- [WHAT YOU SHOULD DO] Please repeat, from the entries that follow, the lines from the one containing "once, at pipeline" through the one containing "it inject nothing." exactly, adding nothing.

[Dataset entries]

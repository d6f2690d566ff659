//! Propagating the local workload identity into outbound headers.
//!
//! Propagation methods compute their header values once, at pipeline
//! construction, from the [`WorkloadIdentity`] capability. Every request
//! thereafter injects the same cached values; the request path never queries
//! the workload subsystem and never consults per-request discovered state.

use core::fmt;

use bytes::Bytes;
use http::{HeaderMap, HeaderValue};
use thiserror::Error;

use crate::headers::baggage;
use crate::headers::exchange;
use crate::state::PeerInfo;

/// Source of the local workload's identity.
///
/// Queried once per filter-chain lifetime, at pipeline construction; never
/// on the request path.
pub trait WorkloadIdentity {
    /// The local identity payload.
    ///
    /// An empty payload means the identity is unknown, and propagation
    /// methods built from it inject nothing.
    fn identity(&self) -> Bytes;

    /// A stable identifier for this workload instance, sent alongside the
    /// payload in the exchange identifier header.
    fn instance_id(&self) -> String;
}

/// A strategy for stamping identity onto an outgoing header map.
pub trait PropagationMethod: fmt::Debug + Send + Sync {
    /// Add or overwrite the headers this method owns.
    ///
    /// Injection uses replace semantics: when two configured methods write
    /// the same header, the later method's value survives.
    fn inject(&self, headers: &mut HeaderMap);
}

/// Error for a workload instance id that cannot be sent in a header.
#[derive(Debug, Error)]
#[error("workload instance id is not a valid header value")]
pub struct InvalidInstanceId(#[from] http::header::InvalidHeaderValue);

/// Writes the metadata exchange header pair.
#[derive(Debug, Clone)]
pub struct ExchangePropagation {
    cached: Option<(HeaderValue, HeaderValue)>,
}

impl ExchangePropagation {
    /// Build the writer from the local workload identity.
    ///
    /// The payload and identifier header values are computed here, once, and
    /// injected verbatim for the lifetime of the pipeline.
    pub fn new(workload: &dyn WorkloadIdentity) -> Result<Self, InvalidInstanceId> {
        let identity = workload.identity();
        if identity.is_empty() {
            return Ok(Self { cached: None });
        }

        let payload = exchange::encode(&PeerInfo::new(identity));
        let id = HeaderValue::try_from(workload.instance_id())?;

        Ok(Self {
            cached: Some((payload, id)),
        })
    }
}

impl PropagationMethod for ExchangePropagation {
    fn inject(&self, headers: &mut HeaderMap) {
        if let Some((payload, id)) = &self.cached {
            headers.insert(exchange::EXCHANGE_METADATA, payload.clone());
            headers.insert(exchange::EXCHANGE_METADATA_ID, id.clone());
        }
    }
}

/// Writes the identity as a `peer-identity` member of the `baggage` header.
#[derive(Debug, Clone)]
pub struct BaggagePropagation {
    cached: Option<HeaderValue>,
}

impl BaggagePropagation {
    /// Build the writer from the local workload identity.
    pub fn new(workload: &dyn WorkloadIdentity) -> Self {
        let identity = workload.identity();
        let cached = (!identity.is_empty()).then(|| {
            let encoded = exchange::encode(&PeerInfo::new(identity));
            baggage::member_value(baggage::PEER_IDENTITY, encoded.as_bytes().to_vec())
                .expect("a base64 payload is a valid baggage member")
        });

        Self { cached }
    }
}

impl PropagationMethod for BaggagePropagation {
    fn inject(&self, headers: &mut HeaderMap) {
        if let Some(value) = &self.cached {
            headers.insert(baggage::BAGGAGE, value.clone());
        }
    }
}

#[cfg(test)]
mod tests {
    use super::*;

    struct Workload {
        identity: &'static [u8],
        id: &'static str,
    }

    impl WorkloadIdentity for Workload {
        fn identity(&self) -> Bytes {
            Bytes::from_static(self.identity)
        }

        fn instance_id(&self) -> String {
            self.id.to_string()
        }
    }

    #[test]
    fn exchange_injects_cached_pair() {
        let workload = Workload {
            identity: &[1, 2, 3],
            id: "sidecar-7",
        };
        let method = ExchangePropagation::new(&workload).unwrap();

        let mut headers = HeaderMap::new();
        method.inject(&mut headers);

        assert_eq!(headers.get(exchange::EXCHANGE_METADATA).unwrap(), "AQID");
        assert_eq!(
            headers.get(exchange::EXCHANGE_METADATA_ID).unwrap(),
            "sidecar-7"
        );
    }

    #[test]
    fn exchange_injection_is_stable_across_requests() {
        let workload = Workload {
            identity: b"payload",
            id: "sidecar-7",
        };
        let method = ExchangePropagation::new(&workload).unwrap();

        let mut first = HeaderMap::new();
        let mut second = HeaderMap::new();
        method.inject(&mut first);
        method.inject(&mut second);

        assert_eq!(
            first.get(exchange::EXCHANGE_METADATA),
            second.get(exchange::EXCHANGE_METADATA)
        );
    }

    #[test]
    fn exchange_unknown_identity_injects_nothing() {
        let workload = Workload {
            identity: &[],
            id: "sidecar-7",
        };
        let method = ExchangePropagation::new(&workload).unwrap();

        let mut headers = HeaderMap::new();
        method.inject(&mut headers);

        assert!(headers.is_empty());
    }

    #[test]
    fn exchange_rejects_unsendable_instance_id() {
        let workload = Workload {
            identity: &[1],
            id: "line\nbreak",
        };

        assert!(ExchangePropagation::new(&workload).is_err());
    }

    #[test]
    fn baggage_injects_identity_member() {
        let workload = Workload {
            identity: &[1, 2, 3],
            id: "sidecar-7",
        };
        let method = BaggagePropagation::new(&workload);

        let mut headers = HeaderMap::new();
        method.inject(&mut headers);

        assert_eq!(
            headers.get(baggage::BAGGAGE).unwrap(),
            "peer-identity=AQID"
        );
    }

    #[test]
    fn baggage_replaces_existing_header() {
        let workload = Workload {
            identity: &[1, 2, 3],
            id: "sidecar-7",
        };
        let method = BaggagePropagation::new(&workload);

        let mut headers = HeaderMap::new();
        headers.insert(baggage::BAGGAGE, "stale=value".parse().unwrap());
        method.inject(&mut headers);

        assert_eq!(
            headers.get(baggage::BAGGAGE).unwrap(),
            "peer-identity=AQID"
        );
    }
}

- [YOUR RESPONSE]
//! Propagation methods compute their header values once, at pipeline
//! construction, from the [`WorkloadIdentity`] capability. Every request
//! thereafter injects the same cached values; the request path never queries
//! the workload subsystem and never consults per-request discovered state.

use core::fmt;

use bytes::Bytes;
use http::{HeaderMap, HeaderValue};
use thiserror::Error;

use crate::headers::baggage;
use crate::headers::exchange;
use crate::state::PeerInfo;

/// Source of the local workload's identity.
///
/// Queried once per filter-chain lifetime, at pipeline construction; never
/// on the request path.
pub trait WorkloadIdentity {
    /// The local identity payload.
    ///
    /// An empty payload means the identity is unknown, and propagation
    /// methods built from it inject nothing.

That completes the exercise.